Transcribe exactly the lines that begin the material and continue through the line containing "const RECIPE_COLUMNS: &str". Leave out whatever follows.

---

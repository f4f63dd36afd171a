use std::str::FromStr;

use rusqlite::{params, Connection, OptionalExtension};
use uuid::Uuid;

use super::{from_json, parse_uuid, to_json};
use crate::db::DatabaseError;
use crate::models::*;

const RECIPE_COLUMNS: &str =
    "id, external_id, title, course, categories, allergens, diets, media, ingredients, steps";

/// Insert or refresh a recipe keyed by its catalog id.
///
/// Returns the stored recipe: on conflict the existing local id is kept and
/// `recipe.id` is ignored.
pub fn upsert_recipe(conn: &Connection, recipe: &Recipe) -> Result<Recipe, DatabaseError> {
    let stored_id: String = conn.query_row(
        "INSERT INTO recipes (id, external_id, title, course, categories, allergens, diets,
                              media, ingredients, steps, updated_at)
         VALUES (?1, ?2, ?3, ?4, ?5, ?6, ?7, ?8, ?9, ?10, ?11)
         ON CONFLICT(external_id) DO UPDATE SET
             title = excluded.title,
             course = excluded.course,
             categories = excluded.categories,
             allergens = excluded.allergens,
             diets = excluded.diets,
             media = excluded.media,
             ingredients = excluded.ingredients,
             steps = excluded.steps,
             updated_at = excluded.updated_at
         RETURNING id",
        params![
            recipe.id.to_string(),
            recipe.external_id,
            recipe.title,
            recipe.course.as_str(),
            to_json(&recipe.categories, "recipes.categories")?,
            to_json(&recipe.allergen_tags, "recipes.allergens")?,
            to_json(&recipe.diet_tags, "recipes.diets")?,
            to_json(&recipe.media, "recipes.media")?,
            to_json(&recipe.ingredients, "recipes.ingredients")?,
            to_json(&recipe.steps, "recipes.steps")?,
            chrono::Local::now().naive_local(),
        ],
        |row| row.get(0),
    )?;

    Ok(Recipe {
        id: parse_uuid(&stored_id)?,
        ..recipe.clone()
    })
}

/// Store a search summary that lacks allergen and diet blocks.
///
/// A new recipe is inserted with empty tags. An existing one keeps its stored
/// tags, and any other field the summary left empty keeps its stored value.
pub fn upsert_recipe_summary(conn: &Connection, recipe: &Recipe) -> Result<Recipe, DatabaseError> {
    let sql = format!(
        "INSERT INTO recipes (id, external_id, title, course, categories, allergens, diets,
                              media, ingredients, steps, updated_at)
         VALUES (?1, ?2, ?3, ?4, ?5, '[]', '[]', ?6, ?7, ?8, ?9)
         ON CONFLICT(external_id) DO UPDATE SET
             title = CASE WHEN excluded.title = '' THEN recipes.title ELSE excluded.title END,
             course = CASE WHEN excluded.categories = '[]' THEN recipes.course ELSE excluded.course END,
             categories = CASE WHEN excluded.categories = '[]' THEN recipes.categories ELSE excluded.categories END,
             media = CASE WHEN excluded.media = '[]' THEN recipes.media ELSE excluded.media END,
             ingredients = CASE WHEN excluded.ingredients = '[]' THEN recipes.ingredients ELSE excluded.ingredients END,
             steps = CASE WHEN excluded.steps = '[]' THEN recipes.steps ELSE excluded.steps END,
             updated_at = excluded.updated_at
         RETURNING {RECIPE_COLUMNS}"
    );
    let row = conn.query_row(
        &sql,
        params![
            recipe.id.to_string(),
            recipe.external_id,
            recipe.title,
            recipe.course.as_str(),
            to_json(&recipe.categories, "recipes.categories")?,
            to_json(&recipe.media, "recipes.media")?,
            to_json(&recipe.ingredients, "recipes.ingredients")?,
            to_json(&recipe.steps, "recipes.steps")?,
            chrono::Local::now().naive_local(),
        ],
        recipe_row_from_rusqlite,
    )?;
    recipe_from_row(row)
}

/// Remember catalog identifiers a stored recipe was seen under.
pub fn record_recipe_aliases(conn: &Connection, recipe_id: &Uuid, aliases: &[String]) -> Result<(), DatabaseError> {
    let mut stmt = conn.prepare(
        "INSERT INTO recipe_aliases (alias, recipe_id) VALUES (?1, ?2)
         ON CONFLICT(alias) DO UPDATE SET recipe_id = excluded.recipe_id",
    )?;
    for alias in aliases.iter().filter(|a| !a.is_empty()) {
        stmt.execute(params![alias, recipe_id.to_string()])?;
    }
    Ok(())
}

pub fn get_recipe_aliases(conn: &Connection, recipe_id: &Uuid) -> Result<Vec<String>, DatabaseError> {
    let mut stmt = conn.prepare("SELECT alias FROM recipe_aliases WHERE recipe_id = ?1 ORDER BY alias")?;
    let rows = stmt.query_map(params![recipe_id.to_string()], |row| row.get(0))?;
    Ok(rows.collect::<Result<Vec<String>, _>>()?)
}

/// Look a recipe up by its catalog id or any recorded alias.
pub fn find_recipe_by_alias(conn: &Connection, alias: &str) -> Result<Option<Recipe>, DatabaseError> {
    if let Some(recipe) = get_recipe_by_external_id(conn, alias)? {
        return Ok(Some(recipe));
    }
    let sql = format!(
        "SELECT r.{} FROM recipes r
         JOIN recipe_aliases a ON a.recipe_id = r.id
         WHERE a.alias = ?1",
        RECIPE_COLUMNS.replace(", ", ", r.")
    );
    let row = conn
        .query_row(&sql, params![alias], recipe_row_from_rusqlite)
        .optional()?;
    row.map(recipe_from_row).transpose()
}

pub fn get_recipe(conn: &Connection, id: &Uuid) -> Result<Option<Recipe>, DatabaseError> {
    let sql = format!("SELECT {RECIPE_COLUMNS} FROM recipes WHERE id = ?1");
    let row = conn
        .query_row(&sql, params![id.to_string()], recipe_row_from_rusqlite)
        .optional()?;
    row.map(recipe_from_row).transpose()
}

pub fn get_recipe_by_external_id(conn: &Connection, external_id: &str) -> Result<Option<Recipe>, DatabaseError> {
    let sql = format!("SELECT {RECIPE_COLUMNS} FROM recipes WHERE external_id = ?1");
    let row = conn
        .query_row(&sql, params![external_id], recipe_row_from_rusqlite)
        .optional()?;
    row.map(recipe_from_row).transpose()
}

/// All recipes in a book, in insertion order.
pub fn get_book_recipes(conn: &Connection, book_id: &Uuid) -> Result<Vec<Recipe>, DatabaseError> {
    let sql = format!(
        "SELECT r.{} FROM recipes r
         JOIN book_recipes br ON br.recipe_id = r.id
         WHERE br.book_id = ?1
         ORDER BY br.added_at, r.external_id",
        RECIPE_COLUMNS.replace(", ", ", r.")
    );
    let mut stmt = conn.prepare(&sql)?;
    let rows = stmt.query_map(params![book_id.to_string()], recipe_row_from_rusqlite)?;

    let mut recipes = Vec::new();
    for row in rows {
        recipes.push(recipe_from_row(row?)?);
    }
    Ok(recipes)
}

// Internal row type for Recipe mapping
struct RecipeRow {
    id: String,
    external_id: String,
    title: String,
    course: String,
    categories: String,
    allergens: String,
    diets: String,
    media: String,
    ingredients: String,
    steps: String,
}

fn recipe_row_from_rusqlite(row: &rusqlite::Row<'_>) -> Result<RecipeRow, rusqlite::Error> {
    Ok(RecipeRow {
        id: row.get(0)?,
        external_id: row.get(1)?,
        title: row.get(2)?,
        course: row.get(3)?,
        categories: row.get(4)?,
        allergens: row.get(5)?,
        diets: row.get(6)?,
        media: row.get(7)?,
        ingredients: row.get(8)?,
        steps: row.get(9)?,
    })
}

fn recipe_from_row(row: RecipeRow) -> Result<Recipe, DatabaseError> {
    Ok(Recipe {
        id: parse_uuid(&row.id)?,
        external_id: row.external_id,
        title: row.title,
        course: Course::from_str(&row.course)?,
        categories: from_json(&row.categories, "recipes.categories")?,
        allergen_tags: from_json(&row.allergens, "recipes.allergens")?,
        diet_tags: from_json(&row.diets, "recipes.diets")?,
        media: from_json(&row.media, "recipes.media")?,
        ingredients: from_json(&row.ingredients, "recipes.ingredients")?,
        steps: from_json(&row.steps, "recipes.steps")?,
    })
}

#[cfg(test)]
mod tests {
    use super::*;
    use crate::db::sqlite::open_memory_database;

    fn sample_recipe(external_id: &str, title: &str) -> Recipe {
        Recipe {
            id: Uuid::new_v4(),
            external_id: external_id.into(),
            title: title.into(),
            course: Course::Dessert,
            categories: vec!["dessert".into()],
            allergen_tags: vec!["Milk".into()],
            diet_tags: vec![Diet::Vegetarian],
            media: vec![RecipeMedia {
                url: "https://img.example.org/panna-cotta.jpg".into(),
                kind: Some("image".into()),
            }],
            ingredients: vec![Ingredient {
                name: "cream".into(),
                quantity: Some("400 ml".into()),
            }],
            steps: vec!["Warm the cream.".into(), "Chill overnight.".into()],
        }
    }

    #[test]
    fn upsert_inserts_then_updates_in_place() {
        let conn = open_memory_database().unwrap();
        let first = upsert_recipe(&conn, &sample_recipe("cat-9", "Panna cotta")).unwrap();

        let mut refreshed = sample_recipe("cat-9", "Vanilla panna cotta");
        refreshed.diet_tags = vec![Diet::Vegetarian, Diet::GlutenFree];
        let second = upsert_recipe(&conn, &refreshed).unwrap();

        assert_eq!(first.id, second.id);
        let stored = get_recipe_by_external_id(&conn, "cat-9").unwrap().unwrap();
        assert_eq!(stored.title, "Vanilla panna cotta");
        assert_eq!(stored.diet_tags, vec![Diet::Vegetarian, Diet::GlutenFree]);
        assert_eq!(stored.id, first.id);

        let count: i64 = conn.query_row("SELECT COUNT(*) FROM recipes", [], |r| r.get(0)).unwrap();
        assert_eq!(count, 1);
    }

    #[test]
    fn nested_columns_decode_to_typed_values() {
        let conn = open_memory_database().unwrap();
        let stored = upsert_recipe(&conn, &sample_recipe("cat-1", "Panna cotta")).unwrap();
        let loaded = get_recipe(&conn, &stored.id).unwrap().unwrap();
        assert_eq!(loaded, stored);
    }

    #[test]
    fn summary_upsert_keeps_stored_tags() {
        let conn = open_memory_database().unwrap();
        let full = upsert_recipe(&conn, &sample_recipe("cat-3", "Panna cotta")).unwrap();

        let summary = Recipe {
            allergen_tags: vec![],
            diet_tags: vec![],
            categories: vec![],
            media: vec![],
            steps: vec![],
            title: "Panna cotta (summary)".into(),
            ..sample_recipe("cat-3", "")
        };
        let stored = upsert_recipe_summary(&conn, &summary).unwrap();

        assert_eq!(stored.id, full.id);
        assert_eq!(stored.title, "Panna cotta (summary)");
        assert_eq!(stored.allergen_tags, vec!["Milk"]);
        assert_eq!(stored.diet_tags, vec![Diet::Vegetarian]);
        assert_eq!(stored.course, Course::Dessert);
        assert_eq!(stored.steps.len(), 2);
        assert_eq!(get_recipe(&conn, &full.id).unwrap().unwrap(), stored);
    }

    #[test]
    fn summary_upsert_inserts_unknown_recipe_without_tags() {
        let conn = open_memory_database().unwrap();
        let stored = upsert_recipe_summary(&conn, &sample_recipe("cat-4", "Flan")).unwrap();
        assert!(stored.allergen_tags.is_empty());
        assert!(stored.diet_tags.is_empty());
        assert_eq!(stored.title, "Flan");
    }

    #[test]
    fn aliases_resolve_to_the_stored_recipe() {
        let conn = open_memory_database().unwrap();
        let stored = upsert_recipe(&conn, &sample_recipe("42", "Panna cotta")).unwrap();
        record_recipe_aliases(&conn, &stored.id, &["42".into(), "panna-cotta".into(), String::new()]).unwrap();
        record_recipe_aliases(&conn, &stored.id, &["panna-cotta".into()]).unwrap();

        assert_eq!(get_recipe_aliases(&conn, &stored.id).unwrap(), vec!["42", "panna-cotta"]);
        assert_eq!(find_recipe_by_alias(&conn, "panna-cotta").unwrap().unwrap().id, stored.id);
        assert_eq!(find_recipe_by_alias(&conn, "42").unwrap().unwrap().id, stored.id);
        assert!(find_recipe_by_alias(&conn, "43").unwrap().is_none());
    }

    #[test]
    fn corrupt_json_column_is_reported() {
        let conn = open_memory_database().unwrap();
        let stored = upsert_recipe(&conn, &sample_recipe("cat-2", "Panna cotta")).unwrap();
        conn.execute(
            "UPDATE recipes SET diets = 'not json' WHERE id = ?1",
            params![stored.id.to_string()],
        )
        .unwrap();
        let result = get_recipe(&conn, &stored.id);
        assert!(matches!(result, Err(DatabaseError::InvalidJson { .. })));
    }
}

---

* **ANSWER AREA**:
repository f4f63dd36afd171a
use std::str::FromStr;

use rusqlite::{params, Connection, OptionalExtension};
use uuid::Uuid;

use super::{from_json, parse_uuid, to_json};
use crate::db::DatabaseError;
use crate::models::*;

const RECIPE_COLUMNS: &str =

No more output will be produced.